Tom Honermann Aug. 2, 2022, 6:36 p.m. UTC
  This patch corrects handling of UTF-8 character literals in preprocessing
directives so that they are treated as unsigned types in char8_t enabled
C++ modes (C++17 with -fchar8_t or C++20 without -fno-char8_t). Previously,
UTF-8 character literals were always treated as having the same type as
ordinary character literals (signed or unsigned dependent on target or use
of the -fsigned-char or -funsigned char options).

	PR preprocessor/106426

gcc/c-family/ChangeLog:
	* c-opts.cc (c_common_post_options): Assign cpp_opts->unsigned_utf8char
	subject to -fchar8_t, -fsigned-char, and/or -funsigned-char.

gcc/testsuite/ChangeLog:
	* g++.dg/ext/char8_t-char-literal-1.C: Check signedness of u8 literals.
	* g++.dg/ext/char8_t-char-literal-2.C: Check signedness of u8 literals.

libcpp/ChangeLog:
	* charset.cc (narrow_str_to_charconst): Set signedness of CPP_UTF8CHAR
	literals based on unsigned_utf8char.
	* include/cpplib.h (cpp_options): Add unsigned_utf8char.
	* init.cc (cpp_create_reader): Initialize unsigned_utf8char.
---
 gcc/c-family/c-opts.cc                            | 1 +
 gcc/testsuite/g++.dg/ext/char8_t-char-literal-1.C | 6 +++++-
 gcc/testsuite/g++.dg/ext/char8_t-char-literal-2.C | 4 ++++
 libcpp/charset.cc                                 | 4 ++--
 libcpp/include/cpplib.h                           | 4 ++--
 libcpp/init.cc                                    | 1 +
 6 files changed, 15 insertions(+), 5 deletions(-)
  

Comments

Joseph Myers Aug. 2, 2022, 10:14 p.m. UTC | #1
On Tue, 2 Aug 2022, Tom Honermann via Gcc-patches wrote:

> This patch corrects handling of UTF-8 character literals in preprocessing
> directives so that they are treated as unsigned types in char8_t enabled
> C++ modes (C++17 with -fchar8_t or C++20 without -fno-char8_t). Previously,
> UTF-8 character literals were always treated as having the same type as
> ordinary character literals (signed or unsigned dependent on target or use
> of the -fsigned-char or -funsigned char options).

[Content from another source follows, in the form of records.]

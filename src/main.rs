use clap::Parser;
use meter_vpn::application::gateway::{GatewayConfig, PaymentGateway};
use meter_vpn::application::ledger::AllowanceLedger;
use meter_vpn::application::price::PriceTracker;
use meter_vpn::application::reconciler::{DEFAULT_DEVICE, Reconciler, ReconcilerConfig};
use meter_vpn::application::service::MeterService;
use meter_vpn::domain::ports::AccountStoreBox;
use meter_vpn::domain::price::Tariff;
use meter_vpn::infrastructure::coindesk::{CoindeskRateSource, DEFAULT_RATE_URL};
use meter_vpn::infrastructure::in_memory::InMemoryAccountStore;
use meter_vpn::infrastructure::lnd::{LndClient, LndConfig};
#[cfg(feature = "storage-rocksdb")]
use meter_vpn::infrastructure::rocksdb::RocksDBStore;
use meter_vpn::infrastructure::wireguard::WgCli;
use miette::{IntoDiagnostic, Result};
use rust_decimal::Decimal;
use std::io::IsTerminal;
use std::path::{Path, PathBuf};
use std::sync::Arc;
use std::time::Duration;
use tracing::{info, warn};
use tracing_subscriber::EnvFilter;

#[derive(Parser)]
#[command(author, version, about, long_about = None)]
struct Cli {
    /// Path to persistent database (optional). If provided, uses RocksDB.
    #[arg(long, env = "METERVPN_DB_PATH")]
    db_path: Option<PathBuf>,

    /// WireGuard device whose peers are managed
    #[arg(long, env = "METERVPN_DEVICE", default_value = DEFAULT_DEVICE)]
    device: String,

    /// The `wg` executable
    #[arg(long, env = "METERVPN_WG", default_value = "wg")]
    wg: String,

    /// Seconds between reconciliation ticks
    #[arg(
        long,
        env = "METERVPN_INTERVAL_SECS",
        default_value_t = 15,
        value_parser = clap::value_parser!(u64).range(1..)
    )]
    interval_secs: u64,

    /// LND REST endpoint
    #[arg(long, env = "METERVPN_LND_URL", default_value = "https://localhost:8080")]
    lnd_url: String,

    /// LND macaroon file
    #[arg(long, env = "METERVPN_MACAROON_PATH")]
    macaroon_path: PathBuf,

    /// LND TLS certificate (PEM)
    #[arg(long, env = "METERVPN_CERT_PATH")]
    cert_path: PathBuf,

    /// Seconds to wait before resubscribing to invoice settlements
    #[arg(
        long,
        env = "METERVPN_SETTLEMENT_BACKOFF_SECS",
        default_value_t = 15,
        value_parser = clap::value_parser!(u64).range(1..)
    )]
    settlement_backoff_secs: u64,

    /// BTC/USD rate endpoint
    #[arg(long, env = "METERVPN_RATE_URL", default_value = DEFAULT_RATE_URL)]
    rate_url: String,

    /// Price of one month of access in USD
    #[arg(long, env = "METERVPN_MONTHLY_USD", default_value = "4.00")]
    monthly_usd: Decimal,

    /// BTC/USD rate to price with until the first successful lookup
    #[arg(long, env = "METERVPN_SEED_RATE")]
    seed_rate: Option<Decimal>,

    /// Longest allowance a purchase may reach, in days (at most 100 years)
    #[arg(
        long,
        env = "METERVPN_MAX_ALLOWANCE_DAYS",
        default_value_t = 30,
        value_parser = clap::value_parser!(u64).range(1..=36_500)
    )]
    max_allowance_days: u64,

    /// Longest a client may wait on a payment, in seconds
    #[arg(long, env = "METERVPN_AWAIT_TIMEOUT_SECS", default_value_t = 60)]
    await_timeout_secs: u64,
}

#[tokio::main]
async fn main() -> Result<()> {
    let cli = Cli::parse();

    tracing_subscriber::fmt()
        .with_env_filter(EnvFilter::try_from_default_env().unwrap_or_else(|_| EnvFilter::new("info")))
        .with_writer(std::io::stderr)
        .with_ansi(std::io::stderr().is_terminal())
        .init();

    let store = open_store(cli.db_path.as_deref()).into_diagnostic()?;
    let ledger = Arc::new(AllowanceLedger::new(store));

    let tariff = Tariff::monthly(cli.monthly_usd).into_diagnostic()?;
    let rates = CoindeskRateSource::new(cli.rate_url).into_diagnostic()?;
    let prices = Arc::new(PriceTracker::new(Box::new(rates), tariff, cli.seed_rate));

    let lnd = LndClient::connect(&LndConfig {
        url: cli.lnd_url,
        macaroon_path: cli.macaroon_path,
        cert_path: cli.cert_path,
    })
    .await
    .into_diagnostic()?;

    let gateway = Arc::new(PaymentGateway::new(
        ledger.clone(),
        Box::new(lnd),
        prices.clone(),
        GatewayConfig {
            max_allowance: Duration::from_secs(cli.max_allowance_days * 24 * 60 * 60),
            settlement_backoff: Duration::from_secs(cli.settlement_backoff_secs),
            ..GatewayConfig::default()
        },
    ));
    let reconciler = Reconciler::new(
        ledger.clone(),
        Box::new(WgCli::new(cli.wg)),
        ReconcilerConfig {
            device: cli.device,
            interval: Duration::from_secs(cli.interval_secs),
        },
    );

    let service = MeterService::new(
        ledger,
        gateway.clone(),
        prices,
        Duration::from_secs(cli.await_timeout_secs),
    );

    // Warm the rate cache so the first invoice does not wait on the lookup.
    match service.price().await {
        Ok(snapshot) => info!(rate = %snapshot.rate, hourly_sats = %snapshot.satoshi.hour, "Pricing ready"),
        Err(e) => warn!(error = %e, "No exchange rate yet, invoices fail until one is available"),
    }
    info!("MeterVPN daemon running");

    let settlements = tokio::spawn(async move { gateway.run_settlements().await });
    let reconciliation = tokio::spawn(async move { reconciler.run().await });

    tokio::signal::ctrl_c().await.into_diagnostic()?;
    info!("Shutting down");
    settlements.abort();
    reconciliation.abort();

    Ok(())
}

fn open_store(db_path: Option<&Path>) -> meter_vpn::error::Result<AccountStoreBox> {
    match db_path {
        #[cfg(feature = "storage-rocksdb")]
        Some(path) => {
            info!(path = %path.display(), "Opening RocksDB store");
            Ok(Box::new(RocksDBStore::open(path)?))
        }
        #[cfg(not(feature = "storage-rocksdb"))]
        Some(_) => {
            warn!(
                "Persistent storage requested via --db-path, but 'storage-rocksdb' feature is not enabled. Falling back to in-memory storage."
            );
            Ok(Box::new(InMemoryAccountStore::new()))
        }
        None => Ok(Box::new(InMemoryAccountStore::new())),
    }
}
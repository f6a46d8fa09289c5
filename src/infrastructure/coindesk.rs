use crate::domain::ports::RateSource;
use crate::error::{MeterError, Result};
use async_trait::async_trait;
use serde::Deserialize;
use std::time::Duration;

pub const DEFAULT_RATE_URL: &str = "https://api.coindesk.com/v1/bpi/currentprice/USD.json";
const REQUEST_TIMEOUT: Duration = Duration::from_secs(10);

#[derive(Deserialize)]
struct CurrentPrice {
    bpi: Option<Bpi>,
}

#[derive(Deserialize)]
struct Bpi {
    #[serde(rename = "USD")]
    usd: Option<UsdRate>,
}

#[derive(Deserialize)]
struct UsdRate {
    rate_float: Option<f64>,
}

/// BTC/USD rate from a CoinDesk-style `currentprice` endpoint.
pub struct CoindeskRateSource {
    http: reqwest::Client,
    url: String,
}

impl CoindeskRateSource {
    pub fn new(url: impl Into<String>) -> Result<Self> {
        let http = reqwest::Client::builder()
            .timeout(REQUEST_TIMEOUT)
            .build()
            .map_err(|e| MeterError::StartupError(format!("Could not build HTTP client: {e}")))?;
        Ok(Self {
            http,
            url: url.into(),
        })
    }
}

#[async_trait]
impl RateSource for CoindeskRateSource {
    async fn fetch_rate(&self) -> Result<f64> {
        let body = self
            .http
            .get(&self.url)
            .send()
            .await
            .and_then(reqwest::Response::error_for_status)
            .map_err(|e| MeterError::upstream("Rate lookup failed", e))?
            .text()
            .await
            .map_err(|e| MeterError::upstream("Rate lookup failed", e))?;
        parse_rate(&body)
    }
}

/// Extracts `bpi.USD.rate_float`.
pub fn parse_rate(body: &str) -> Result<f64> {
    let price: CurrentPrice =
        serde_json::from_str(body).map_err(|e| MeterError::upstream("Malformed rate response", e))?;
    price
        .bpi
        .and_then(|bpi| bpi.usd)
        .and_then(|usd| usd.rate_float)
        .ok_or_else(|| MeterError::UpstreamError("Rate response has no bpi.USD.rate_float".to_string()))
}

OK in the absence of C++ maintainer objections within 72 hours.  (This is 
the case where, when I added support for such literals for C (commit 
7c5890cc0a0ecea0e88cc39e9fba6385fb579e61), I raised the question of 
whether they should be unsigned in the preprocessor for C++ as well.)
  
Tom Honermann Aug. 8, 2022, 1:45 p.m. UTC | #2
On 8/2/22 6:14 PM, Joseph Myers wrote:
> On Tue, 2 Aug 2022, Tom Honermann via Gcc-patches wrote:
>
>> This patch corrects handling of UTF-8 character literals in preprocessing
>> directives so that they are treated as unsigned types in char8_t enabled
>> C++ modes (C++17 with -fchar8_t or C++20 without -fno-char8_t). Previously,
>> UTF-8 character literals were always treated as having the same type as
>> ordinary character literals (signed or unsigned dependent on target or use
>> of the -fsigned-char or -funsigned char options).
> OK in the absence of C++ maintainer objections within 72 hours.  (This is
> the case where, when I added support for such literals for C (commit
> 7c5890cc0a0ecea0e88cc39e9fba6385fb579e61), I raised the question of
> whether they should be unsigned in the preprocessor for C++ as well.)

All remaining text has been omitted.